If there is one thing certain about the outcome of the James Savile affair, it is that there will be more forms to fill in afterwards. This is because it is an article of modern faith – the only faith, after all, that we have – that if we fill in enough forms we shall all behave well and there will be no more scandals. It is a truth universally acknowledged, at least by bureaucrats, that all social problems have equal and opposite forms, and melt away in their presence like ice in the sunshine…

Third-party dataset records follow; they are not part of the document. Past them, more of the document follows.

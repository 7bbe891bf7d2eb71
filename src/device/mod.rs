// Copyright (c) 2025, Jason Jenkins
// SPDX-License-Identifier: BSD-3-Clause

//! Connection to the device debug server.
//!
//! The [`DeviceClient`] trait is the only way the rest of the application
//! talks to a device: grab a screenshot, or run a piece of script. The
//! capture loop and the code runner drive it from worker threads.

pub mod capture;
pub mod http;
pub mod runner;

#[cfg(test)]
pub mod mock;

use crate::io::media::Frame;
use serde::Deserialize;
use thiserror::Error;

/// Errors raised while talking to the device.
#[derive(Debug, Error)]
pub enum DeviceError {
    #[error("request to {url} failed: {message}")]
    Transport { url: String, message: String },

    #[error("device returned HTTP {status} for {url}")]
    Status { url: String, status: u16 },

    #[error("failed to read response: {0}")]
    Io(#[from] std::io::Error),

    #[error("failed to decode screenshot: {0}")]
    Decode(#[from] image::ImageError),

    #[error("malformed response: {0}")]
    Protocol(#[from] serde_json::Error),

    #[error("worker stopped before reporting a result")]
    Disconnected,
}

/// Result of running a script on the device.
#[derive(Debug, Clone, PartialEq, Deserialize)]
#[serde(tag = "status", rename_all = "lowercase")]
pub enum RunResult {
    Ok {
        #[serde(default)]
        result: Option<serde_json::Value>,
    },
    Error {
        #[serde(default)]
        message: String,
        #[serde(default)]
        traceback: Option<String>,
    },
}

/// A connected device.
pub trait DeviceClient: Send + Sync {
    /// Address of the debug server, `host:port`.
    fn host(&self) -> &str;

    /// Take a fresh screenshot.
    fn screenshot(&self) -> Result<Frame, DeviceError>;

    /// Execute script source on the device.
    fn run_code(&self, code: &str) -> Result<RunResult, DeviceError>;
}

#[cfg(test)]
mod tests {
    use super::*;

    #[test]
    fn test_run_result_parsing() {
        let ok: RunResult = serde_json::from_str(r#"{"status":"ok","result":[1,2]}"#).unwrap();
        assert_eq!(
            ok,
            RunResult::Ok {
                result: Some(serde_json::json!([1, 2]))
            }
        );

        let done: RunResult = serde_json::from_str(r#"{"status":"ok"}"#).unwrap();
        assert_eq!(done, RunResult::Ok { result: None });

        let err: RunResult = serde_json::from_str(
            r#"{"status":"error","message":"boom","traceback":"Traceback..."}"#,
        )
        .unwrap();
        assert_eq!(
            err,
            RunResult::Error {
                message: "boom".into(),
                traceback: Some("Traceback...".into())
            }
        );
    }

    #[test]
    fn test_unknown_status_is_rejected() {
        assert!(serde_json::from_str::<RunResult>(r#"{"status":"maybe"}"#).is_err());
    }
}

The Hilarious Pessimist blog at the Salisbury Review

Of Beggars and Men

Dalrymple’s attitude to begging, expressed in this new piece for the Library of Law and Liberty, would probably surprise many:

Perhaps it is mistaken to give to beggars, especially in a rich country, as it is to encourage beggary; but unfortunately this is abstract reasoning and beggars are people, not abstractions. A donation gives relief or pleasure (perhaps a malicious pleasure if the beggar is a fraud), but to pass a beggar by without giving when one is perfectly able to do so is to harden one’s heart by means of a chain or reasoning that justifies meanness. I am reminded that Doctor Johnson, who was neither rich nor unaware of the perils both economic and psychological of dependent idleness, and who was a true liberal in economic matters, never passed a beggar without giving him something.

The Sock Fairy

What seems at first an uncharacteristically trivial piece by Dalrymple, about the frequent loss of his socks, has its deeper conclusions:
…I cannot entirely rid myself of the suspicion that there is an animate force somewhere nearby that has worked against me when socks appear to have gone missing or become dis-paired. Naturally, the suspicion is not sufficiently strong for me to do anything about it, by (for example) trying to propitiate the Sock Fairy with some kind of sacrifice. What, apart from socks, would the Sock Fairy want or be satisfied with? It is probable that socks are not an end in themselves for this nasty being: as flies to wanton boys are we to the Sock Fairy.
Our propensity to see malign forces at work against us is quite strong… We are never very far from paranoia.